NEW YORK, May 1 - Bioinformatics incubator LaunchCyte has agreed to participate in a trial project using Juno Online Services' distributed computing services, the companies said Tuesday.

Juno will begin conducting the pilot project later this quarter using data and algorithms supplied by LaunchCyte, of Pittsburg, Pa. Upon completion, two of LaunchCyte's three development-stage companies will evaluate whether to enter into paid arrangements with Juno for its computing services.

Although the agreement brings no guarantee of revenues for New York-based Juno, it marks the first potential customer for the Internet provider's distributed computing services, which it began offering in February. 

One of LaunchCyte's startups will use the distributed computing services in developing computational tools to identify clusters of relationships among genes, according to LaunchCyte CEO Thomas Penzinger.
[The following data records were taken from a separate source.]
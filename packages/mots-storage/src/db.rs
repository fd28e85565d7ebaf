use sqlx::{PgPool, postgres::PgPoolOptions};

use crate::{Result, schema};

pub struct Db {
	pub pool: PgPool,
}
impl Db {
	pub async fn connect(cfg: &mots_config::Postgres) -> Result<Self> {
		let pool =
			PgPoolOptions::new().max_connections(cfg.pool_max_conns).connect(&cfg.dsn).await?;

		Ok(Self { pool })
	}

	pub async fn ensure_schema(&self) -> Result<()> {
		let sql = schema::render_schema();
		let lock_id: i64 = 6_092_115;
		// Advisory locks are held per connection. Use a single transaction so the lock is scoped to
		// one connection and automatically released when the transaction ends.
		let mut tx = self.pool.begin().await?;

		sqlx::query("SELECT pg_advisory_xact_lock($1)").bind(lock_id).execute(&mut *tx).await?;

		for statement in sql.split(';') {
			let trimmed = statement.trim();

			if trimmed.is_empty() {
				continue;
			}

			sqlx::query(trimmed).execute(&mut *tx).await?;
		}

		tx.commit().await?;

		Ok(())
	}
}
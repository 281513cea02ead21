//! Hit/miss accounting

use std::sync::atomic::{AtomicU64, Ordering};
use std::time::SystemTime;

/// Monotonic hit and miss counters owned by one cache instance
#[derive(Debug)]
pub struct StatsCounter {
    hits: AtomicU64,
    misses: AtomicU64,
    since: SystemTime,
}

impl Default for StatsCounter {
    fn default() -> Self {
        Self {
            hits: AtomicU64::new(0),
            misses: AtomicU64::new(0),
            since: SystemTime::now(),
        }
    }
}

impl StatsCounter {
    pub fn record_hit(&self) {
        self.hits.fetch_add(1, Ordering::Relaxed);
    }

    pub fn record_miss(&self) {
        self.misses.fetch_add(1, Ordering::Relaxed);
    }

    pub fn hits(&self) -> u64 {
        self.hits.load(Ordering::Relaxed)
    }

    pub fn misses(&self) -> u64 {
        self.misses.load(Ordering::Relaxed)
    }

    pub fn snapshot(&self) -> CacheStatistics {
        CacheStatistics {
            hits: self.hits(),
            misses: self.misses(),
            stats_since: self.since,
        }
    }
}

/// Point-in-time copy of the counters
#[derive(Debug, Clone, Copy, PartialEq, Eq)]
pub struct CacheStatistics {
    pub hits: u64,
    pub misses: u64,
    pub stats_since: SystemTime,
}

impl CacheStatistics {
    pub fn hit_rate(&self) -> f64 {
        let total = self.hits + self.misses;
        if total == 0 {
            0.0
        } else {
            self.hits as f64 / total as f64
        }
    }
}

#[cfg(test)]
mod tests {
    use super::*;

    #[test]
    fn test_counters_and_hit_rate() {
        let stats = StatsCounter::default();
        assert_eq!(stats.snapshot().hit_rate(), 0.0);

        stats.record_hit();
        stats.record_hit();
        stats.record_hit();
        stats.record_miss();

        let snapshot = stats.snapshot();
        assert_eq!(snapshot.hits, 3);
        assert_eq!(snapshot.misses, 1);
        assert!((snapshot.hit_rate() - 0.75).abs() < f64::EPSILON);
    }
}
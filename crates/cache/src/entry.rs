//! Cache entries: an opaque value plus an absolute expiry

use crate::errors::{CacheError, RecoveryHint, Result, SerializationOp};
use serde::de::DeserializeOwned;
use serde::Serialize;

/// Expiry written for a TTL of zero: effectively never.
pub const NO_EXPIRATION: i64 = 9_999_999_999;

/// Absolute expiry for a TTL measured from `now`.
///
/// A TTL of zero means "no expiration", never "already expired".
pub fn expiration(ttl_secs: u64, now: i64) -> i64 {
    if ttl_secs == 0 {
        return NO_EXPIRATION;
    }
    let ttl = i64::try_from(ttl_secs).unwrap_or(i64::MAX);
    now.saturating_add(ttl)
}

/// A stored value and the epoch second after which it is stale
#[derive(Debug, Clone, PartialEq, Eq)]
pub struct Entry {
    /// JSON-encoded payload
    pub value: Vec<u8>,
    pub expires_at: i64,
}

impl Entry {
    pub fn new(value: Vec<u8>, expires_at: i64) -> Self {
        Self { value, expires_at }
    }

    /// Encode `value` and build an entry expiring at `expires_at`
    pub fn encode<T: Serialize + ?Sized>(value: &T, expires_at: i64) -> Result<Self> {
        match serde_json::to_vec(value) {
            Ok(bytes) => Ok(Self::new(bytes, expires_at)),
            Err(e) => Err(CacheError::Serialization {
                key: String::new(),
                operation: SerializationOp::Encode,
                source: Box::new(e),
                recovery_hint: RecoveryHint::Manual {
                    instructions: "Value must be representable as JSON".to_string(),
                },
            }),
        }
    }

    pub fn decode<T: DeserializeOwned>(&self) -> Result<T> {
        serde_json::from_slice(&self.value).map_err(CacheError::from)
    }

    pub fn is_expired(&self, now: i64) -> bool {
        self.expires_at < now
    }

    pub fn never_expires(&self) -> bool {
        self.expires_at >= NO_EXPIRATION
    }

    /// Integer view of the stored value, used by `incr`/`decr`.
    ///
    /// Numbers truncate toward zero, numeric strings parse their leading
    /// integer, booleans map to 0/1, null and non-numeric strings map to 0,
    /// and containers map to 0 when empty and 1 otherwise.
    pub fn coerce_integer(&self) -> i64 {
        match serde_json::from_slice::<serde_json::Value>(&self.value) {
            Ok(value) => coerce_value(&value),
            Err(_) => 0,
        }
    }
}

fn coerce_value(value: &serde_json::Value) -> i64 {
    use serde_json::Value;

    match value {
        Value::Null => 0,
        Value::Bool(b) => i64::from(*b),
        Value::Number(n) => match n.as_i64() {
            Some(i) => i,
            None => match n.as_u64() {
                Some(u) => i64::try_from(u).unwrap_or(i64::MAX),
                None => n.as_f64().map(|f| f as i64).unwrap_or(0),
            },
        },
        Value::String(s) => leading_integer(s),
        Value::Array(items) => i64::from(!items.is_empty()),
        Value::Object(map) => i64::from(!map.is_empty()),
    }
}

fn leading_integer(s: &str) -> i64 {
    let trimmed = s.trim_start();
    let mut end = 0;
    for (idx, ch) in trimmed.char_indices() {
        if ch.is_ascii_digit() || (idx == 0 && (ch == '-' || ch == '+')) {
            end = idx + ch.len_utf8();
        } else {
            break;
        }
    }
    let digits = &trimmed[..end];
    match digits.parse::<i64>() {
        Ok(n) => n,
        Err(e) => match e.kind() {
            std::num::IntErrorKind::PosOverflow => i64::MAX,
            std::num::IntErrorKind::NegOverflow => i64::MIN,
            _ => 0,
        },
    }
}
The other company that will use the services is developing a proprietary protein screening technology for drug discovery.

Gary Baker, a spokesman for Juno, did not release other details of the transaction, except to say that "no significant amount of cash is changing hands at this point."

In February, Juno hired Yury Rozenman, a former bioinformaticist at Applied Biosystems, to head its distributed computing effort, and said that the company was looking for distributed computing customers to bolster its Internet access business.

LaunchCyte most recently raised $2 million last October in initial financing. The one year-old incubator also has a third company under development, focused on optimizing the scheduling and revenue from hospital technology.